Carly Fiorina

By Jack Chang
jchang@sacbee.com
Published: Sunday, Aug. 22, 2010 – 12:00 am | Page 3A

SAN DIEGO – Republican U.S. Senate candidate Carly Fiorina told hundreds of GOP supporters Saturday that, if elected, she would push for term limits capping senators and representatives to 12 years in each house of Congress.

Fiorina also repeated her pledge to serve only two six-year terms herself in the U.S. Senate even in the absence of such a term-limit law.

Fiorina made the announcement at the California Republican Party’s semi-annual convention, where delegates enthusiastically welcomed her to a luncheon also featuring GOP attorney general candidate Steve Cooley and insurance commissioner candidate Mike Villines.

Fiorina spent much of her 25-minute speech lambasting incumbent Democratic U.S. Sen. Barbara Boxer as a career politician and promising to turn around the state’s dismal job situation.

“Barbara Boxer has been in political office for 34 years,” Fiorina said. “Believe it or not, that’s longer than most Californians have been alive. In other words, she’s been a career politician for literally a lifetime.”
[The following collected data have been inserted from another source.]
//! Poller collaborator implementations backed by [`WorkflowApi`].

use async_trait::async_trait;
use jobwatch_core::spec::JobSpecification;
use jobwatch_core::types::JobHandle;
use jobwatch_poller::client::{
    FetchError, JobStatusClient, JobStatusReport, JobSubmissionClient, SubmissionError,
};

use crate::api::{WorkflowApi, WorkflowApiError};

impl From<WorkflowApiError> for SubmissionError {
    fn from(e: WorkflowApiError) -> Self {
        match e {
            WorkflowApiError::ApiError { .. }
            | WorkflowApiError::InvalidToken
            | WorkflowApiError::InvalidBaseUrl { .. } => SubmissionError::Rejected(e.to_string()),
            WorkflowApiError::Request(_) => SubmissionError::Transport(e.to_string()),
        }
    }
}

impl From<WorkflowApiError> for FetchError {
    fn from(e: WorkflowApiError) -> Self {
        match e {
            WorkflowApiError::Request(ref inner) if inner.is_decode() => {
                FetchError::InvalidResponse(e.to_string())
            }
            _ => FetchError::Transport(e.to_string()),
        }
    }
}

#[async_trait]
impl JobSubmissionClient for WorkflowApi {
    async fn submit_job(&self, spec: &JobSpecification) -> Result<JobHandle, SubmissionError> {
        let workflow = self.create_workflow(spec).await?;
        tracing::info!(
            workflow_id = %workflow.id,
            name = %spec.name,
            "Workflow created",
        );
        Ok(JobHandle::new(workflow.id))
    }

    async fn trigger_job(&self, handle: &JobHandle) -> Result<(), SubmissionError> {
        self.trigger_workflow(handle.as_str()).await?;
        tracing::debug!(workflow_id = %handle, "Workflow triggered");
        Ok(())
    }

    async fn release_job(&self, handle: &JobHandle) -> Result<(), SubmissionError> {
        self.delete_workflow(handle.as_str()).await?;
        tracing::debug!(workflow_id = %handle, "Workflow deleted");
        Ok(())
    }
}

#[async_trait]
impl JobStatusClient for WorkflowApi {
    async fn fetch_job_status(&self, handle: &JobHandle) -> Result<JobStatusReport, FetchError> {
        self.get_workflow(handle.as_str())
            .await?
            .into_report()
            .map_err(FetchError::InvalidResponse)
    }
}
Fiorina said she’d counter that example by proposing term limits, which would require amending the U.S. Constitution.

“Why isn’t two terms, 12 years, in the U.S. Senate enough?” Fiorina asked. “It should be. And I will fight for term limits for senators and members of the House of Representatives. Twelve years in each chamber should be enough to get something done without totally losing touch with reality.”

Republican Sen. Jim DeMint of South Carolina has introduced a more restrictive national term limits law in Congress – six years in the House and 12 in the Senate – but so far it has not gained traction. California voters in 1998 approved Proposition 225 stating it was the state’s official position to back term limits for Congress.

Fiorina, the former CEO of technology company Hewlett-Packard, called the $787 billion American Recovery and Reinvestment Act a failure and blamed Democrats for the state’s 12.3 percent unemployment rate.

“Barbara Boxer, despite your rhetoric, the only job you are fighting for is your own,” Fiorina said.

Like GOP gubernatorial candidate Meg Whitman’s the night before, Fiorina’s speech stayed away from red-meat Republican topics such as illegal immigration that could turn off general election voters.

Later at a news conference, Fiorina said she backed a party resolution supporting a controversial Arizona law requiring law enforcement to check the legal status of people suspected of being in the country illegally. The party, she noted, “is trying to put pressure on the federal government to do its job, and I think that pressure is appropriate.”

A party committee later killed the resolution.

Boxer campaign manager Rose Kapolczynski criticized Fiorina for backing unpopular positions in California.